Figure 3: Close-up from corset guide, right panel, women depicted in ‘Avro’ corselets, digitised at the University of Nottingham. Image Credit: Lily Roslof.
The more full-body garment, corselets, seen on the inner-right flap in Figure 3, resemble chemises and would distribute any compression evenly along the torso. They were also often boned, to assist in slimming the chest and hips and provide stability in the shape of the bodice (Corset Story, 2022). A corselet created a ‘smooth’ underlayer with a rectangular silhouette to support a ‘flapper’ style dress. Smoothing the hips in particular served a garment with a popular low, or ‘dropped’ waist (Cole and Deihl, 2015, p. 137).
Figure 4: Close-up from corset guide, centre panel, depictions of ‘Avro’ brasseries and bandeaus, digitised at the University of Nottingham. Image Credit: Lily Roslof.
Brassieres emerged as a separate garment in the early twentieth century for women who did not need a corset for the ‘flapper’ look (Cole and Deihl, 2015, p. 142).
Advertised on the inner-centre panel, they did not have cups (‘separated’ bras came later) and were meant to contain and flatten the chest. This purpose is similar to the modern ‘binder’, which shows an interesting relationship between gender, queer and fashion history.
In comparing 1920s brassieres to binders, I believe it is reasonable to assume transgender and nonbinary people in the early-twentieth century could and would have used a brassiere in the same way.
Though I could not find evidence to support this hypothesis, for historians it can be hard to determine the intentions of masculinities in some cases because modern understandings of gender and sexuality are anachronistic to the experiences of people in the past.
Nowadays, trans and nonbinary people flatten their chests to align with their gender presentation, which is the same for ‘flapper’ women. They wanted to masculinize themselves with a brassiere, as an expression of feminine identity.

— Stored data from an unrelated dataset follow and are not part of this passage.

//! RealtimeClient - the public surface of the realtime core
//!
//! One client owns one [`Transport`] and everything scoped to it: the topic
//! registry, the router, and the per-topic console and metrics state. All
//! state lives on the current thread; handlers may call back into the client
//! (subscribe, unsubscribe, send) while an event is being dispatched, because
//! no internal borrow is held across a dispatch.
//!
//! Handlers that need the client should capture a [`WeakClient`]. A handler
//! holding a strong [`RealtimeClient`] keeps the client alive for as long as
//! the handler stays registered.

use std::cell::RefCell;
use std::collections::HashMap;
use std::rc::{Rc, Weak};

use shared_types::{ConsoleStream, HistoricalLine, OutboundFrame, ServerState};
use tokio::sync::{broadcast, watch};
use tokio::task::JoinHandle;

use crate::collaborators::{AuthProvider, ServerMetadata};
use crate::command::{validate_command, CommandRejection};
use crate::config::RealtimeConfig;
use crate::console::{ConsoleSnapshot, ConsoleStore, HistoryStatus};
use crate::history::{HistoryError, HistorySource, HttpHistorySource};
use crate::metrics::{MetricsStore, MetricsView};
use crate::registry::{Acquired, RegistryError, Released, TopicRegistry};
use crate::router::{EventKind, HandlerGuard, HandlerResult, InboundEvent, Router};
use crate::transport::ws::WsConnector;
use crate::transport::{
    ConnectionState, Connector, FrameSink, Transport, TransportError, TransportObserver,
};

const CHANGE_CHANNEL_CAPACITY: usize = 256;

/// External collaborators the client is built from.
pub struct Collaborators {
    pub connector: Rc<dyn Connector>,
    pub auth: Rc<dyn AuthProvider>,
    pub history: Rc<dyn HistorySource>,
    pub metadata: Rc<dyn ServerMetadata>,
}

impl Collaborators {
    /// WebSocket transport and HTTP history, both pointed at the configured panel.
    pub fn panel(
        config: &RealtimeConfig,
        auth: Rc<dyn AuthProvider>,
        metadata: Rc<dyn ServerMetadata>,
    ) -> Self {
        Self {
            connector: Rc::new(WsConnector::new(config.ws_url.clone())),
            history: Rc::new(HttpHistorySource::new(config.api_url.clone(), auth.clone())),
            auth,
            metadata,
        }
    }
}

/// Change notification for consumers that render topic state.
#[derive(Debug, Clone, PartialEq)]
pub enum TopicChange {
    ConsoleUpdated { server_id: String },
    HistoryLoaded { server_id: String },
    HistoryUnavailable { server_id: String, reason: String },
    MetricsUpdated { server_id: String },
    StateChanged { server_id: String, state: ServerState },
    /// The last subscriber left; the topic's state was discarded
    TopicReleased { server_id: String },
}

struct HistoryJob {
    token: u64,
    handle: JoinHandle<()>,
}

struct ClientInner {
    config: RealtimeConfig,
    transport: Rc<Transport>,
    auth: Rc<dyn AuthProvider>,
    history: Rc<dyn HistorySource>,
    metadata: Rc<dyn ServerMetadata>,
    registry: RefCell<TopicRegistry>,
    router: Rc<Router>,
    consoles: RefCell<ConsoleStore>,
    metrics: RefCell<MetricsStore>,
    history_jobs: RefCell<HashMap<String, HistoryJob>>,
    connectivity: watch::Sender<bool>,
    changes: broadcast::Sender<TopicChange>,
    this: Weak<ClientInner>,
}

The items here show how women interacted with their bodies and appearance through fashion. By decentralizing the chest, waist and hips for a rectangular and flattened presentation, women were redefining femininity for a new age.
Nowadays, masculine-presenting women are often stereotyped as lesbian, but this association emerged at the end of the 1920s. Openness to gender presentation in this period, with the ‘flapper’ style, was associated with youth and immaturity, over an indication of sexuality.
The conversion of age and gender also makes me reflect on how early gender expectations are imposed, especially through clothes. The guide explicitly targets younger women and girls, also called maids, through the drawings and names of the products. Puberty is a particularly turbulent period for queer people, because societal expectations of sexuality and gender presentation become more prominent and create an internal and external conflict with their identity. With this guide, young women are shown that their femininity can come from masculine presentation.
One important factor in considering this corset guide is that it was an advertisement, and it instructs that it should be ‘in a prominent place’ for costumers.
For Symington, the ‘Avro’ line helped secure its popularity and legacy as a corset producer, even worldwide (Harborough Museum, n.d).
Corsets are a starkly female product, and this advertisement shows how fashion-production and marketing followed the styles of its audience.
Because it directly mentions its audience of young women, it shows they were embracing androgyny and Symington catered to their desires.
Though this corset guide does not make a direct reference to queer history, I think there are several ways to read queerness in it and reflect on historic circumstances for queer individuals.
Clothing, particularly undergarments, is a universal experience of the gender divide and expectations for presentation.
However, the 1920s demonstrate how the understanding of femininity changed to reflect androgyny and/or masculinity.
The ad targeting girls invokes questions of puberty and queer identity, and how gender was imposed on children at this time.
Making comparisons to modern ideas – like binders, or stereotypes of masculine women being lesbian – allows for considerations of continuity of queer history and where our modern ideas come from.